Case study 1
Betty, 78 years of age, presented to the emergency department with an acutely painful discharging left eye on the background of a complex ocular history. While living overseas she had developed left eye herpes keratitis for which she sought treatment from an ophthalmologist. She had initially been prescribed oral valacyclovir tablets and then ongoing topical corticosteroid eye drops (dexamethasone 0.1%) and acyclovir eye ointment four times daily.

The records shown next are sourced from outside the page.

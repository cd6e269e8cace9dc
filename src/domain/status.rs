//! Vendor status vocabularies mapped onto [`OrderStatus`].
//!
//! Each exchange contributes one static [`StatusTable`]. Lookups never fail: anything a table does
//! not list maps to [`OrderStatus::Unknown`].

use super::types::OrderStatus;

/// Case-insensitive lookup table from vendor status strings to [`OrderStatus`]
#[derive(Debug)]
pub struct StatusTable {
    vendor: &'static str,
    entries: &'static [(&'static str, OrderStatus)],
}

impl StatusTable {
    pub const fn new(vendor: &'static str, entries: &'static [(&'static str, OrderStatus)]) -> Self {
        Self { vendor, entries }
    }

    pub fn vendor(&self) -> &'static str {
        self.vendor
    }

    pub fn entries(&self) -> &'static [(&'static str, OrderStatus)] {
        self.entries
    }

    pub fn map_status(&self, vendor_status: &str) -> OrderStatus {
        let needle = vendor_status.trim();
        self.entries
            .iter()
            .find(|(key, _)| key.eq_ignore_ascii_case(needle))
            .map(|(_, status)| *status)
            .unwrap_or(OrderStatus::Unknown)
    }
}

use OrderStatus::*;

pub static CHANGENOW: StatusTable = StatusTable::new(
    "changenow",
    &[
        ("finished", Completed),
        ("waiting", WaitingForDeposit),
        ("confirming", DepositReceived),
        ("refunded", Refunded),
        ("expired", Expired),
        ("new", New),
        ("exchanging", Exchanging),
        ("sending", Sending),
        ("failed", Failed),
    ],
);

pub static COINSWITCH: StatusTable = StatusTable::new(
    "coinswitch",
    &[
        ("finished", Completed),
        ("complete", Completed),
        ("no_deposit", New),
        ("confirming", DepositReceived),
        ("refunded", Refunded),
        ("timeout", Expired),
        ("new", New),
        ("exchanging", Exchanging),
        ("sending", Sending),
        ("failed", Failed),
    ],
);

pub static EASYBIT: StatusTable = StatusTable::new(
    "easybit",
    &[
        ("Awaiting Deposit", WaitingForDeposit),
        ("Confirming Deposit", DepositReceived),
        ("Exchanging", Exchanging),
        ("Sending", Sending),
        ("Complete", Completed),
        ("Refund", Refunded),
        ("Failed", Failed),
        ("Volatility Protection", Exchanging),
        ("Action Request", Exchanging),
        ("Request Overdue", Expired),
    ],
);

pub static EXCHCX: StatusTable = StatusTable::new(
    "exchcx",
    &[
        ("CREATED", New),
        ("CANCELLED", Canceled),
        ("AWAITING_INPUT", WaitingForDeposit),
        ("CONFIRMING_INPUT", WaitingForDeposit),
        ("EXCHANGING", Exchanging),
        ("FUNDED", DepositConfirmed),
        ("BRIDGING", Sending),
        ("CONFIRMING_SEND", Sending),
        ("COMPLETE", Completed),
        ("REFUND_REQUEST", Refunded),
        ("REFUND_PENDING", Refunded),
        ("CONFIRMING_REFUND", Refunded),
        ("REFUNDED", Refunded),
    ],
);

pub static EXOLIX: StatusTable = StatusTable::new(
    "exolix",
    &[
        ("wait", WaitingForDeposit),
        ("confirmation", DepositReceived),
        ("confirmed", DepositConfirmed),
        ("exchanging", Exchanging),
        ("sending", Sending),
        ("success", Completed),
        ("overdue", Failed),
        ("refunded", Refunded),
    ],
);

pub static FIXEDFLOAT: StatusTable = StatusTable::new(
    "fixedfloat",
    &[
        ("NEW", WaitingForDeposit),
        ("PENDING", DepositReceived),
        ("EXCHANGE", Exchanging),
        ("WITHDRAW", Sending),
        ("DONE", Completed),
        ("EXPIRED", Expired),
        ("EMERGENCY", Failed),
    ],
);

pub static SIMPLESWAP: StatusTable = StatusTable::new(
    "simpleswap",
    &[
        ("closed", Canceled),
        ("confirming", DepositReceived),
        ("exchanging", Exchanging),
        ("expired", Expired),
        ("failed", Failed),
        ("finished", Completed),
        ("refunded", Refunded),
        ("sending", Sending),
        ("verifying", DepositReceived),
        ("waiting", WaitingForDeposit),
    ],
);

pub static STEALTHEX: StatusTable = StatusTable::new(
    "stealthex",
    &[
        ("waiting", WaitingForDeposit),
        ("confirming", DepositReceived),
        ("exchanging", Exchanging),
        ("sending", Sending),
        ("finished", Completed),
        ("failed", Failed),
        ("refunded", Refunded),
        ("verifying", DepositReceived),
    ],
);

pub static SWAPZONE: StatusTable = StatusTable::new(
    "swapzone",
    &[
        ("waiting", New),
        ("confirming", DepositReceived),
        ("exchanging", Exchanging),
        ("sending", Sending),
        ("finished", Completed),
        ("refunded", Refunded),
        ("failed", Failed),
        ("overdue", Expired),
    ],
);

pub static TROCADOR: StatusTable = StatusTable::new(
    "trocador",
    &[
        ("new", New),
        ("waiting", WaitingForDeposit),
        ("confirming", WaitingForDeposit),
        ("sending", Sending),
        ("finished", Completed),
        ("failed", Failed),
        ("expired", Expired),
        ("halted", Failed),
        ("refunded", Refunded),
    ],
);

pub static WIZARDSWAP: StatusTable = StatusTable::new(
    "wizardswap",
    &[
        ("waiting", WaitingForDeposit),
        ("confirming", DepositReceived),
        ("exchanging", Exchanging),
        ("sending", Sending),
        ("finished", Completed),
        ("failed", Failed),
        ("refunded", Refunded),
        ("verifying", DepositReceived),
    ],
);

pub static ALL_TABLES: &[&StatusTable] = &[
    &CHANGENOW,
    &COINSWITCH,
    &EASYBIT,
    &EXCHCX,
    &EXOLIX,
    &FIXEDFLOAT,
    &SIMPLESWAP,
    &STEALTHEX,
    &SWAPZONE,
    &TROCADOR,
    &WIZARDSWAP,
];

/// Finds a vendor's table by name, ignoring case
pub fn status_table(vendor: &str) -> Option<&'static StatusTable> {
    ALL_TABLES
        .iter()
        .copied()
        .find(|table| table.vendor.eq_ignore_ascii_case(vendor.trim()))
}
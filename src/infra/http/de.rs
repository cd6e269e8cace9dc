//! Lenient deserializers for vendor payloads.

use serde::{Deserialize, Deserializer};

/// Accepts `12`, `12.5`, `"12"`, `"12.5"`, `""` (zero) or `null` (zero)
pub fn number_from_any<'de, D>(deserializer: D) -> Result<f64, D::Error>
where
    D: Deserializer<'de>,
{
    #[derive(Deserialize)]
    #[serde(untagged)]
    enum NumberOrString {
        Number(f64),
        Text(String),
    }

    match Option::<NumberOrString>::deserialize(deserializer)? {
        None => Ok(0.0),
        Some(NumberOrString::Number(value)) => Ok(value),
        Some(NumberOrString::Text(text)) if text.trim().is_empty() => Ok(0.0),
        Some(NumberOrString::Text(text)) => text.trim().parse().map_err(serde::de::Error::custom),
    }
}

/// Treats `null` as an empty list
pub fn null_as_empty<'de, D, T>(deserializer: D) -> Result<Vec<T>, D::Error>
where
    D: Deserializer<'de>,
    T: Deserialize<'de>,
{
    Ok(Option::<Vec<T>>::deserialize(deserializer)?.unwrap_or_default())
}

/// Treats `null` as an empty string
pub fn null_as_empty_string<'de, D>(deserializer: D) -> Result<String, D::Error>
where
    D: Deserializer<'de>,
{
    Ok(Option::<String>::deserialize(deserializer)?.unwrap_or_default())
}

#[cfg(test)]
mod tests {
    use super::*;

    #[derive(Deserialize)]
    struct Holder {
        #[serde(default, deserialize_with = "number_from_any")]
        value: f64,
        #[serde(default, deserialize_with = "null_as_empty")]
        items: Vec<String>,
    }

    fn parse(json: &str) -> Result<Holder, serde_json::Error> {
        serde_json::from_str(json)
    }

    #[test]
    fn test_number_from_any() {
        assert_eq!(parse(r#"{"value": 12}"#).unwrap().value, 12.0);
        assert_eq!(parse(r#"{"value": "12.5"}"#).unwrap().value, 12.5);
        assert_eq!(parse(r#"{"value": ""}"#).unwrap().value, 0.0);
        assert_eq!(parse(r#"{"value": null}"#).unwrap().value, 0.0);
        assert_eq!(parse(r#"{}"#).unwrap().value, 0.0);
        assert!(parse(r#"{"value": "abc"}"#).is_err());
    }

    #[test]
    fn test_null_as_empty() {
        assert!(parse(r#"{"items": null}"#).unwrap().items.is_empty());
        assert_eq!(parse(r#"{"items": ["a"]}"#).unwrap().items, vec!["a".to_string()]);
    }
}
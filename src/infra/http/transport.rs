//! Bounded-time HTTP transport shared by every vendor adapter.
//!
//! One call is one request raced against a timer. If the timer wins, the request keeps running
//! in a detached task and its result is dropped on arrival, so side effects at the vendor (an
//! order being created, for instance) can still happen after the caller saw a timeout.

use std::time::Duration;

use reqwest::header::{ACCEPT, CONTENT_TYPE, HeaderName, HeaderValue};
use reqwest::{Client, Method, StatusCode};
use secrecy::{ExposeSecret, SecretString};
use serde::Serialize;
use serde::de::DeserializeOwned;
use tracing::{debug, warn};

use crate::domain::{AppError, ConfigError, DEFAULT_TIMEOUT, TransportError};

const JSON_CONTENT_TYPE: &str = "application/json;charset=utf-8";

/// Longest vendor error body echoed back in an error message
pub const MAX_ERROR_BODY_CHARS: usize = 256;

/// Per-adapter HTTP client bound to one vendor base URL
#[derive(Debug, Clone)]
pub struct HttpTransport {
    client: Client,
    vendor: &'static str,
    api_base: String,
    timeout: Duration,
    debug: bool,
    auth_header: Option<(HeaderName, SecretString)>,
}

impl HttpTransport {
    pub fn new(vendor: &'static str, api_base: impl Into<String>) -> Result<Self, AppError> {
        let client = Client::builder()
            .build()
            .map_err(|e| ConfigError::Invalid(format!("HTTP client: {}", e)))?;
        let mut api_base = api_base.into();
        if !api_base.ends_with('/') {
            api_base.push('/');
        }
        Ok(Self {
            client,
            vendor,
            api_base,
            timeout: DEFAULT_TIMEOUT,
            debug: false,
            auth_header: None,
        })
    }

    #[must_use]
    pub fn with_timeout(mut self, timeout: Duration) -> Self {
        self.timeout = timeout;
        self
    }

    /// Dump requests and responses at debug level
    #[must_use]
    pub fn with_debug(mut self, debug: bool) -> Self {
        self.debug = debug;
        self
    }

    /// Header attached to requests made with `auth_needed`
    pub fn with_auth_header(mut self, name: &str, value: SecretString) -> Result<Self, AppError> {
        let name = HeaderName::from_bytes(name.as_bytes())
            .map_err(|e| ConfigError::Invalid(format!("auth header name: {}", e)))?;
        self.auth_header = Some((name, value));
        Ok(self)
    }

    pub fn vendor(&self) -> &'static str {
        self.vendor
    }

    pub fn api_base(&self) -> &str {
        &self.api_base
    }

    pub fn timeout(&self) -> Duration {
        self.timeout
    }

    /// `path` relative to the base URL, or an absolute `http(s)://` URL used as is
    pub fn url(&self, path: &str) -> String {
        if path.starts_with("http://") || path.starts_with("https://") {
            path.to_string()
        } else {
            format!("{}{}", self.api_base, path.trim_start_matches('/'))
        }
    }

    /// Perform one request and return the raw response body.
    pub async fn execute(
        &self,
        method: Method,
        path: &str,
        query: &[(&str, String)],
        body: Option<Vec<u8>>,
        auth_needed: bool,
    ) -> Result<Vec<u8>, AppError> {
        let url = self.url(path);
        let mut request = self.client.request(method.clone(), &url);
        if !query.is_empty() {
            request = request.query(query);
        }
        if method == Method::POST || method == Method::PUT {
            request = request
                .header(CONTENT_TYPE, JSON_CONTENT_TYPE)
                .header(ACCEPT, "application/json");
        }
        if auth_needed {
            if let Some((name, value)) = &self.auth_header {
                let value = HeaderValue::from_str(value.expose_secret())
                    .map_err(|e| ConfigError::Invalid(format!("auth header value: {}", e)))?;
                request = request.header(name.clone(), value);
            }
        }
        if self.debug {
            debug!(
                vendor = self.vendor,
                method = %method,
                url = %url,
                query = ?query,
                body = %body.as_deref().map(String::from_utf8_lossy).unwrap_or_default(),
                "Vendor request"
            );
        }
        if let Some(body) = body {
            request = request.body(body);
        }

        let vendor = self.vendor;
        let round_trip = tokio::spawn(async move {
            let response = request.send().await?;
            let status = response.status();
            let bytes = response.bytes().await?;
            Ok::<_, reqwest::Error>((status, bytes.to_vec()))
        });

        let (status, bytes) = match tokio::time::timeout(self.timeout, round_trip).await {
            Err(_) => {
                warn!(vendor, url = %url, timeout = ?self.timeout, "Vendor request timed out");
                return Err(TransportError::Timeout(self.timeout).into());
            }
            Ok(Err(join_error)) => {
                return Err(TransportError::Connection(join_error.to_string()).into());
            }
            Ok(Ok(Err(e))) => {
                warn!(vendor, url = %url, error = %e, "Vendor request failed");
                return Err(classify_reqwest_error(e, self.timeout).into());
            }
            Ok(Ok(Ok(response))) => response,
        };

        if self.debug {
            debug!(
                vendor,
                status = status.as_u16(),
                body = %String::from_utf8_lossy(&bytes),
                "Vendor response"
            );
        }

        check_status(vendor, status, &bytes)?;
        Ok(bytes)
    }

    /// GET `path` and decode the JSON body
    pub async fn get_json<T: DeserializeOwned>(
        &self,
        path: &str,
        query: &[(&str, String)],
        auth_needed: bool,
    ) -> Result<T, AppError> {
        let bytes = self
            .execute(Method::GET, path, query, None, auth_needed)
            .await?;
        decode(self.vendor, &bytes)
    }

    /// POST `payload` as JSON to `path` and decode the JSON body
    pub async fn post_json<B: Serialize + ?Sized, T: DeserializeOwned>(
        &self,
        path: &str,
        payload: &B,
        auth_needed: bool,
    ) -> Result<T, AppError> {
        let body = serde_json::to_vec(payload)?;
        let bytes = self
            .execute(Method::POST, path, &[], Some(body), auth_needed)
            .await?;
        decode(self.vendor, &bytes)
    }
}

/// Decode a vendor JSON body, naming the vendor on failure
pub fn decode<T: DeserializeOwned>(vendor: &str, bytes: &[u8]) -> Result<T, AppError> {
    serde_json::from_slice(bytes).map_err(|e| {
        AppError::Deserialization(format!(
            "{}: {} in {}",
            vendor,
            e,
            truncate_body(&String::from_utf8_lossy(bytes))
        ))
    })
}

fn classify_reqwest_error(error: reqwest::Error, timeout: Duration) -> TransportError {
    if error.is_timeout() {
        TransportError::Timeout(timeout)
    } else {
        TransportError::Connection(error.to_string())
    }
}

fn check_status(vendor: &str, status: StatusCode, bytes: &[u8]) -> Result<(), TransportError> {
    if status == StatusCode::TOO_MANY_REQUESTS {
        return Err(TransportError::TooManyRequests {
            vendor: vendor.to_string(),
        });
    }
    if !status.is_success() {
        let message = truncate_body(&String::from_utf8_lossy(bytes));
        warn!(vendor, status = status.as_u16(), message = %message, "Vendor returned error status");
        return Err(TransportError::Status {
            vendor: vendor.to_string(),
            status: status.as_u16(),
            message,
        });
    }
    Ok(())
}

/// Keeps the text before an HTML `<body>` tag, capped at [`MAX_ERROR_BODY_CHARS`].
pub fn truncate_body(body: &str) -> String {
    let head = match body.to_ascii_lowercase().find("<body") {
        Some(index) => &body[..index],
        None => body,
    };
    let head = head.trim();
    match head.char_indices().nth(MAX_ERROR_BODY_CHARS) {
        Some((cut, _)) => format!("{}...", &head[..cut]),
        None => head.to_string(),
    }
}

On arrival in Australia, Betty consulted a general practitioner for continuation of her treatment. The GP provided her with ongoing prescriptions for dexamethasone eye drops but inadvertently omitted the acyclovir eye ointment. No ophthalmology follow up was organised. Betty continued the dexamethasone drops unmonitored for several months.
On examination in the emergency department, Betty had no perception of light in her left eye. She had significant periorbital oedema and conjunctival chemosis. There was a large corneal abscess involving almost the entire corneal surface (Figure 1). There was an area of corneal thinning nasally, with evidence of corneal perforation. The anterior chamber was flat and the iris plugged the corneal perforation. She was febrile at 38ºC. Betty was admitted to hospital for treatment of a perforated corneal abscess. She was treated with intravenous antibiotics (ceftriaxone 1 g/day) and hourly fortified antibiotic eye drops (cephalothin 5% and gentamicin 0.9%). Despite several days of treatment, the eye was nonsalvageable and required evisceration (removal of the cornea and intraocular contents). The wound was left open to allow drainage of residual infection.
She underwent fitting of an ocular prosthesis 5 months later.